Task to complete: The records that follow are to be transcribed exactly.

[Excerpts from a dataset]
________________________________________

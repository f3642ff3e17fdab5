//! The editing engine: document, history and tool dispatch.

use crate::background::{Background, Filter};
use crate::camera::Camera;
use crate::config::EngineConfig;
use crate::crop;
use crate::elements::{Element, ElementId, ElementKind, ImageElement, ImageSource, Scene};
use crate::error::{EngineError, EngineResult};
use crate::history::{Document, History, ResourceRegistry, RetainAll, released_resources};
use crate::input::{KeyEvent, PointerEvent, Shortcut};
use crate::raster::{RasterBackend, RasterRequest};
use crate::tools::{ToolKind, ToolManager, ToolPhase};
use image::RgbaImage;
use kurbo::{Point, Rect, Size};
use std::collections::HashMap;
use std::fmt;

/// Handle for an image operation running outside the engine.
#[derive(Debug, Clone, Copy, PartialEq, Eq, Hash)]
pub struct ReplacementTicket(u64);

impl ReplacementTicket {
    pub fn id(&self) -> u64 {
        self.0
    }
}

type CommitCallback = Box<dyn FnMut(&Scene)>;

/// The canvas editing engine.
///
/// Owns the only mutable copy of the document. Every reversible mutation
/// goes through [`Canvas::commit`], which snapshots first.
pub struct Canvas {
    config: EngineConfig,
    document: Document,
    history: History,
    /// Host-visible pan/zoom.
    pub camera: Camera,
    /// Tool manager.
    pub tool_manager: ToolManager,
    registry: Box<dyn ResourceRegistry>,
    on_commit: Option<CommitCallback>,
    text_input_focus: bool,
    pending_replacements: HashMap<u64, ElementId>,
    next_ticket: u64,
}

impl fmt::Debug for Canvas {
    fn fmt(&self, f: &mut fmt::Formatter<'_>) -> fmt::Result {
        f.debug_struct("Canvas")
            .field("document", &self.document)
            .field("undo_len", &self.history.undo_len())
            .field("redo_len", &self.history.redo_len())
            .field("tool", &self.tool_manager.current_tool())
            .field("phase", &self.tool_manager.phase())
            .finish_non_exhaustive()
    }
}

impl Default for Canvas {
    fn default() -> Self {
        Self::new()
    }
}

________________________________________

Reply:
repository f3642ff3e17fdab5
//! The editing engine: document, history and tool dispatch.

use crate::background::{Background, Filter};
use crate::camera::Camera;
use crate::config::EngineConfig;
use crate::crop;
use crate::elements::{Element, ElementId, ElementKind, ImageElement, ImageSource, Scene};
use crate::error::{EngineError, EngineResult};
use crate::history::{Document, History, ResourceRegistry, RetainAll, released_resources};
use crate::input::{KeyEvent, PointerEvent, Shortcut};
use crate::raster::{RasterBackend, RasterRequest};
use crate::tools::{ToolKind, ToolManager, ToolPhase};
use image::RgbaImage;
use kurbo::{Point, Rect, Size};
use std::collections::HashMap;
use std::fmt;

/// Handle for an image operation running outside the engine.
#[derive(Debug, Clone, Copy, PartialEq, Eq, Hash)]
pub struct ReplacementTicket(u64);

impl ReplacementTicket {
    pub fn id(&self) -> u64 {
        self.0
    }
}

type CommitCallback = Box<dyn FnMut(&Scene)>;

/// The canvas editing engine.
///
/// Owns the only mutable copy of the document. Every reversible mutation
/// goes through [`Canvas::commit`], which snapshots first.
pub struct Canvas {
    config: EngineConfig,
    document: Document,
    history: History,
    /// Host-visible pan/zoom.
    pub camera: Camera,
    /// Tool manager.
    pub tool_manager: ToolManager,
    registry: Box<dyn ResourceRegistry>,
    on_commit: Option<CommitCallback>,
    text_input_focus: bool,
    pending_replacements: HashMap<u64, ElementId>,
    next_ticket: u64,
}

impl fmt::Debug for Canvas {
    fn fmt(&self, f: &mut fmt::Formatter<'_>) -> fmt::Result {
        f.debug_struct("Canvas")
            .field("document", &self.document)
            .field("undo_len", &self.history.undo_len())
            .field("redo_len", &self.history.redo_len())
            .field("tool", &self.tool_manager.current_tool())
            .field("phase", &self.tool_manager.phase())
            .finish_non_exhaustive()
    }
}

impl Default for Canvas {
    fn default() -> Self {
        Self::new()
    }
}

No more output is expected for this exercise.